From the entries that follow, reproduce exactly and only the lines from the line with "every container key." to the line with "pub fn normalize(text: &str)", endpoints included.
= = =
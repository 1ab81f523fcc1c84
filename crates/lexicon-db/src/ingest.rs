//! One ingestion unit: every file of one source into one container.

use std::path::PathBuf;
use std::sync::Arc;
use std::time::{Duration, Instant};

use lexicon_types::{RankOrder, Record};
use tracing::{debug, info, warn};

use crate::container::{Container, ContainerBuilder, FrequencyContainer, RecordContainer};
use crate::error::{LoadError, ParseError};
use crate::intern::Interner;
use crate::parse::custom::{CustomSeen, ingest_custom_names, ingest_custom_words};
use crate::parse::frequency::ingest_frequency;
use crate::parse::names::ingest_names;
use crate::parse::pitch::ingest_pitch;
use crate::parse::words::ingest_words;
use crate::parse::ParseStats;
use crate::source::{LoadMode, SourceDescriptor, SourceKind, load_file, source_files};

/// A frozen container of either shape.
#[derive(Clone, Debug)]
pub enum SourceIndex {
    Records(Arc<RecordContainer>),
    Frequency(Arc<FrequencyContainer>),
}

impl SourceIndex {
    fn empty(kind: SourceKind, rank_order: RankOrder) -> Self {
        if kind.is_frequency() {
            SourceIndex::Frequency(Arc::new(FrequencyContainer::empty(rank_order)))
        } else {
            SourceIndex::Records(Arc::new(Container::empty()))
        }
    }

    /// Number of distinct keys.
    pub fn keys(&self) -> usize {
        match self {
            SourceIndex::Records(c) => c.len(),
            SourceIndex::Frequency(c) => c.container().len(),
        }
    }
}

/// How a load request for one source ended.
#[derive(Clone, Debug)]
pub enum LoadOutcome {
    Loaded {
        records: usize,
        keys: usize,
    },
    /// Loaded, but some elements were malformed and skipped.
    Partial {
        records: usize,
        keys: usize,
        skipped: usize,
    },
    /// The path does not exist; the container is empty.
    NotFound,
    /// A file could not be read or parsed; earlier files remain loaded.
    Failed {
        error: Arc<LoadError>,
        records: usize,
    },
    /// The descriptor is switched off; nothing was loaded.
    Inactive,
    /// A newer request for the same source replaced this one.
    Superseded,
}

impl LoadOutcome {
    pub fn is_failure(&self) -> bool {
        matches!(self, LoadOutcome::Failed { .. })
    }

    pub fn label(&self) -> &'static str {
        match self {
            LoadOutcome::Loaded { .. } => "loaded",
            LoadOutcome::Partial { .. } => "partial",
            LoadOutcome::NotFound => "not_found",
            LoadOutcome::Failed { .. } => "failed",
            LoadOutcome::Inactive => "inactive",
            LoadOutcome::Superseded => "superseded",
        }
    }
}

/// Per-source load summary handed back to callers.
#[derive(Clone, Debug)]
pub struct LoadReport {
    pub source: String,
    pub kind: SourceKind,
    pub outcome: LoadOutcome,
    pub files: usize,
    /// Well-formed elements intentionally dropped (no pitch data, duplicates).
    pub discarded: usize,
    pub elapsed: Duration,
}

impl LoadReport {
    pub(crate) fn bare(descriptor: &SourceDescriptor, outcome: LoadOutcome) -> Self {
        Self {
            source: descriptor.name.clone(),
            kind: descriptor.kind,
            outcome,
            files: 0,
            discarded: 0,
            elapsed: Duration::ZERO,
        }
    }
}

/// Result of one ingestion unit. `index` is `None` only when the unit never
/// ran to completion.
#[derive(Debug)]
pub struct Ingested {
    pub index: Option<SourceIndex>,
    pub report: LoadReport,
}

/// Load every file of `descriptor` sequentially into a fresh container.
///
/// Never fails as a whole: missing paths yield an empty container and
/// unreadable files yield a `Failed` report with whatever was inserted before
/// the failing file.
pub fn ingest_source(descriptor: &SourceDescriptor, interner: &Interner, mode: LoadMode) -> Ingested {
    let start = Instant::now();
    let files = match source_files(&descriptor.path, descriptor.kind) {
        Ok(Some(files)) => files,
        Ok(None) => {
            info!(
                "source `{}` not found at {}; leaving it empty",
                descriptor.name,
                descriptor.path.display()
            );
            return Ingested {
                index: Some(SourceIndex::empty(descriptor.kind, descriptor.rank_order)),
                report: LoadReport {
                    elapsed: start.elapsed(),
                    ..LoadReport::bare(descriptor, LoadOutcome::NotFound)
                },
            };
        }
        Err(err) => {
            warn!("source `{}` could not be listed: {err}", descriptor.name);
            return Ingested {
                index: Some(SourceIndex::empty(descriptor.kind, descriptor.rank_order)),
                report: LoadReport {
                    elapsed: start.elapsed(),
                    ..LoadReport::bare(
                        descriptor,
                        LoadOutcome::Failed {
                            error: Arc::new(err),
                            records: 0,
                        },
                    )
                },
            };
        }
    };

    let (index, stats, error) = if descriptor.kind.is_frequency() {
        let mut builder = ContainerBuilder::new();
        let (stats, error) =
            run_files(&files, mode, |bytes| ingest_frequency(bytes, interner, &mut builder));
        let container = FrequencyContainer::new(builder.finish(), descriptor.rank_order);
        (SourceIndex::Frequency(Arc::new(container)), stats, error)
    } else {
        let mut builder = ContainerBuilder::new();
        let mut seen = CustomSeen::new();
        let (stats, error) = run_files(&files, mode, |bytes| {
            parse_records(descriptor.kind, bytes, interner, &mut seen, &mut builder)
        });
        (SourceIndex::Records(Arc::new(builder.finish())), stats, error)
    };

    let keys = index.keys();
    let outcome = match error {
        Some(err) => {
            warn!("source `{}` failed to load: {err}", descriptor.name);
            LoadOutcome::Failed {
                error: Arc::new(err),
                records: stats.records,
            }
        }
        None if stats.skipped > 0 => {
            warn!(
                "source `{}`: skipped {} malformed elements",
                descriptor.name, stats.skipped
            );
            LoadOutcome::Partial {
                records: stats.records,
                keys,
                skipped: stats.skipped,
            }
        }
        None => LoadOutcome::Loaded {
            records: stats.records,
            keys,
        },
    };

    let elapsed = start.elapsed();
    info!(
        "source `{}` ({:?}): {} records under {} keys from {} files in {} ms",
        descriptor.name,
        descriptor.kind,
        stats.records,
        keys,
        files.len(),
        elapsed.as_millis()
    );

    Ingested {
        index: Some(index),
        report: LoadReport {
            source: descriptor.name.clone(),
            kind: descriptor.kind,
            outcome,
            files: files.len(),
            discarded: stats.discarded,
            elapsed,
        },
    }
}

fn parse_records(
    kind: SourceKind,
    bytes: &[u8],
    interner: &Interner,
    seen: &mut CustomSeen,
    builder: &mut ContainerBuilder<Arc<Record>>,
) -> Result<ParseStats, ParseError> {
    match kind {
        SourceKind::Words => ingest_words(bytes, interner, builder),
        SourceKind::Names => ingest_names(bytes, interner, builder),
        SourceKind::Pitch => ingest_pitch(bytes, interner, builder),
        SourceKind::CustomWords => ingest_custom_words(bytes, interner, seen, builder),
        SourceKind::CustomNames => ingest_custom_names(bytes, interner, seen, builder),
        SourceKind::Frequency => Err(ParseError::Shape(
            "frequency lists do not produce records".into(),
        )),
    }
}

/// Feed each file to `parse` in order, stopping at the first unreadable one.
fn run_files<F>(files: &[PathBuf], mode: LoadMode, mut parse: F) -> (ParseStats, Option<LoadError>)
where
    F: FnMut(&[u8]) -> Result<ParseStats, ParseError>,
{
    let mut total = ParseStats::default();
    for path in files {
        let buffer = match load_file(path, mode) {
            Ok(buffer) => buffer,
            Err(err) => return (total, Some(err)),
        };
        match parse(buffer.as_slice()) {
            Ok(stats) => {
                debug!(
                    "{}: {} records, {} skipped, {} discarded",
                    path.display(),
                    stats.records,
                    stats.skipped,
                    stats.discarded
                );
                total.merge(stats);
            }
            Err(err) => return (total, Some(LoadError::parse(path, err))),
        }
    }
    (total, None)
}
= = =
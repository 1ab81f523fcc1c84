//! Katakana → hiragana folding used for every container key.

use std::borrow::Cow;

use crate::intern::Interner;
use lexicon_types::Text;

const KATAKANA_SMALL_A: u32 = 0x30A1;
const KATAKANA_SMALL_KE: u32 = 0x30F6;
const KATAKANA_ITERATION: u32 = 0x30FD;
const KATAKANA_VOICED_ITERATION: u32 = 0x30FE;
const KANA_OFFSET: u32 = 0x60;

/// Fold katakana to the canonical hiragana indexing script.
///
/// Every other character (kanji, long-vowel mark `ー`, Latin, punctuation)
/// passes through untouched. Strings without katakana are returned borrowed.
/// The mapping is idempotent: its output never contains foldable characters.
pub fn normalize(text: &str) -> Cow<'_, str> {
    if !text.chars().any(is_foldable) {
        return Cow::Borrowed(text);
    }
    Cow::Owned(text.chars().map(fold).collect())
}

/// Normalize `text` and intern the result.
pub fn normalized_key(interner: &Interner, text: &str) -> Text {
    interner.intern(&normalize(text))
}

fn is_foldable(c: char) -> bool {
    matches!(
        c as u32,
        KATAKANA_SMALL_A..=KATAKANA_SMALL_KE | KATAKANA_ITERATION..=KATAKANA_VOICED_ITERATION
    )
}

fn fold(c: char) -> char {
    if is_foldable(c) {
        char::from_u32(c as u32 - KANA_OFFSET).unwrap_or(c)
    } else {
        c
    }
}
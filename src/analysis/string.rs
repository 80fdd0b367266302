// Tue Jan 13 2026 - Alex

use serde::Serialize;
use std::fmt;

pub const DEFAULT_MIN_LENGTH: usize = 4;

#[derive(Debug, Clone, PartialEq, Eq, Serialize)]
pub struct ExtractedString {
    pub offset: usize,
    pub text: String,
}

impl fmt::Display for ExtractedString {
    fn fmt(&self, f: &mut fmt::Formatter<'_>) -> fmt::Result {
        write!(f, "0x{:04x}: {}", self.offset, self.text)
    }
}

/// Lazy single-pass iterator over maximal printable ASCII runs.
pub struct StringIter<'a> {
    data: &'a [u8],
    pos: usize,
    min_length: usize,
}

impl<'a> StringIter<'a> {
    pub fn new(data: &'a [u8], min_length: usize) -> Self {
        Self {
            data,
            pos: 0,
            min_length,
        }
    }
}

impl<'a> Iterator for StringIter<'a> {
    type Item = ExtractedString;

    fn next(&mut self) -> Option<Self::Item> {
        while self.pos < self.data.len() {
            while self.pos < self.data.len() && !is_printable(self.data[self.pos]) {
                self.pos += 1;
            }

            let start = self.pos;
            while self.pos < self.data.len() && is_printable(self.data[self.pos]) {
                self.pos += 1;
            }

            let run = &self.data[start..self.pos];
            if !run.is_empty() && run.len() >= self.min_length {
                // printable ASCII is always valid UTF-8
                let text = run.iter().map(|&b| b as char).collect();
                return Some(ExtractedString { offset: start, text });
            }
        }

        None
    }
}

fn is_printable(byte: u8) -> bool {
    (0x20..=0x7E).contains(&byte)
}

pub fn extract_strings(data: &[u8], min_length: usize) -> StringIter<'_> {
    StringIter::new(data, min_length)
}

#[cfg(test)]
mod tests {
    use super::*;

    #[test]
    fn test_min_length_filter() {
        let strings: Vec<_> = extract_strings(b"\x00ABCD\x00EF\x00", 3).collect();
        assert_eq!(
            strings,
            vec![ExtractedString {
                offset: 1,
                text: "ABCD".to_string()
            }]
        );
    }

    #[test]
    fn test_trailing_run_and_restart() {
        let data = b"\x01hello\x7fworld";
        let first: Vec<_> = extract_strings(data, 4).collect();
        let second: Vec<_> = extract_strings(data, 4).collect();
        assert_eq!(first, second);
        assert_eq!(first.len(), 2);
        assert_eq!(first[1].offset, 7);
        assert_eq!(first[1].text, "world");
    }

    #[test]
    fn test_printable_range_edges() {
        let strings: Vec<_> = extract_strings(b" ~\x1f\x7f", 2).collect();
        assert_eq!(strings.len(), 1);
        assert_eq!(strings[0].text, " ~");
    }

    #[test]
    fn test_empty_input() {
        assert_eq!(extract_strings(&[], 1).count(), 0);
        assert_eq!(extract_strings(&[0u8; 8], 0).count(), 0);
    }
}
= = =
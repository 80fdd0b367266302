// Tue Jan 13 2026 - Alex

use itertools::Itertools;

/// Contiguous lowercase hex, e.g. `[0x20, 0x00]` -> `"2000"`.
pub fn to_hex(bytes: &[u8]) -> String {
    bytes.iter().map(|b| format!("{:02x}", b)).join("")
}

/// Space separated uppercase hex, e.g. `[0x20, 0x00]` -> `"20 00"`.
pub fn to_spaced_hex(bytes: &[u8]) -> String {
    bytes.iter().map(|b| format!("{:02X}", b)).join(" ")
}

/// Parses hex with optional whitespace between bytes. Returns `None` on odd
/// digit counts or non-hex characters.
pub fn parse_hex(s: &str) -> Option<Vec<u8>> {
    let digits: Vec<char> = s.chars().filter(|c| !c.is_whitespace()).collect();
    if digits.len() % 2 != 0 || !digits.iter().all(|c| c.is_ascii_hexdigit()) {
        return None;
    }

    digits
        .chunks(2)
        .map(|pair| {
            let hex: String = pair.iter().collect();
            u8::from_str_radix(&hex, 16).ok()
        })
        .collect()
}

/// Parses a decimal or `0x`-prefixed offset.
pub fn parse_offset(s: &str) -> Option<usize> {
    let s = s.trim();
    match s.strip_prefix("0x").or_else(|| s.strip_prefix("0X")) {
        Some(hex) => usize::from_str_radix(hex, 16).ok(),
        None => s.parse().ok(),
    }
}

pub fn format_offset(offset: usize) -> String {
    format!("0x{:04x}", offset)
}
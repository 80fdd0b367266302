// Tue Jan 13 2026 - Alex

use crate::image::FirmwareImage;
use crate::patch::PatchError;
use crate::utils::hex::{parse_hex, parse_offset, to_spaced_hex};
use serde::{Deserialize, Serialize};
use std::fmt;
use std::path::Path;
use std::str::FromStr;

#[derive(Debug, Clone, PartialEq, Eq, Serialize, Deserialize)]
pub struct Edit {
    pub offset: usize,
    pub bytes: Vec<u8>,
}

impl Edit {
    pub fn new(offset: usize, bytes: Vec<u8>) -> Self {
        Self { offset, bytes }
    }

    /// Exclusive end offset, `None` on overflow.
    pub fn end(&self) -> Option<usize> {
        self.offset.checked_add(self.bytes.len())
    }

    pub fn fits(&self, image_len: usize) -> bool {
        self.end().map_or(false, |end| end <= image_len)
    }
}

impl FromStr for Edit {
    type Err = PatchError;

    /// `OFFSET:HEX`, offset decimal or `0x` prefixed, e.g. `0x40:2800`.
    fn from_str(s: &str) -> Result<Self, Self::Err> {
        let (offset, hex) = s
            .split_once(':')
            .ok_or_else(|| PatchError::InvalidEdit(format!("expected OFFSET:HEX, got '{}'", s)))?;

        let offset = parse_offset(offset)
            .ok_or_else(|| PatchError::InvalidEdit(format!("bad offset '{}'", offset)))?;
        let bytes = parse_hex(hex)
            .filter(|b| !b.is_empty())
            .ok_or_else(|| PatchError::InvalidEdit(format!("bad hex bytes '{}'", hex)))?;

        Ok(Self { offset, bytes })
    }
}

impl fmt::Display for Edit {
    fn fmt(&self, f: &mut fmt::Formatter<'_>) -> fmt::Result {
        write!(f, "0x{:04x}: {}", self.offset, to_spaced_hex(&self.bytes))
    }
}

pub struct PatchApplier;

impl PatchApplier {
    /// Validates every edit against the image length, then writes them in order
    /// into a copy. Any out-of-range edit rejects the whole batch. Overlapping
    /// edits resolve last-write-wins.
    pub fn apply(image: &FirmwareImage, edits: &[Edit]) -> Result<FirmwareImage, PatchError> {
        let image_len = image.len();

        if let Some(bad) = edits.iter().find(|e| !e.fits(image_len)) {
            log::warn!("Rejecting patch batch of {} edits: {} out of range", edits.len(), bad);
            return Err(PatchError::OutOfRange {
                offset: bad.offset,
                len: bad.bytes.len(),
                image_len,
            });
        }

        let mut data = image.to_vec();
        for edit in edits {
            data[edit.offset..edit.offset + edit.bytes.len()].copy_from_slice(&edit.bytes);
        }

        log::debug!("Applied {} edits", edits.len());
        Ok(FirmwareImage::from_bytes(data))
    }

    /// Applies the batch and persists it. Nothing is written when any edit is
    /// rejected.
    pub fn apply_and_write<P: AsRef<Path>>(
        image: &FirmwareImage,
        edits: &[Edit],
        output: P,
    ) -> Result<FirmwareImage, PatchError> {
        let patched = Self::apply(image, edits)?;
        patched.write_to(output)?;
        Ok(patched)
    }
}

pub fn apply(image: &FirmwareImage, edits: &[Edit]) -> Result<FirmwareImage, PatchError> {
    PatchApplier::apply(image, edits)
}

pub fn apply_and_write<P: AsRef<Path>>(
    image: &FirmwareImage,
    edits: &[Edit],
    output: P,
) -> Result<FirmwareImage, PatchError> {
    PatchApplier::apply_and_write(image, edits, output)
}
= = =
Result
//! Katakana → hiragana folding used for every container key.

use std::borrow::Cow;

use crate::intern::Interner;
use lexicon_types::Text;

const KATAKANA_SMALL_A: u32 = 0x30A1;
const KATAKANA_SMALL_KE: u32 = 0x30F6;
const KATAKANA_ITERATION: u32 = 0x30FD;
const KATAKANA_VOICED_ITERATION: u32 = 0x30FE;
const KANA_OFFSET: u32 = 0x60;

/// Fold katakana to the canonical hiragana indexing script.
///
/// Every other character (kanji, long-vowel mark `ー`, Latin, punctuation)
/// passes through untouched. Strings without katakana are returned borrowed.
/// The mapping is idempotent: its output never contains foldable characters.
pub fn normalize(text: &str) -> Cow<'_, str> {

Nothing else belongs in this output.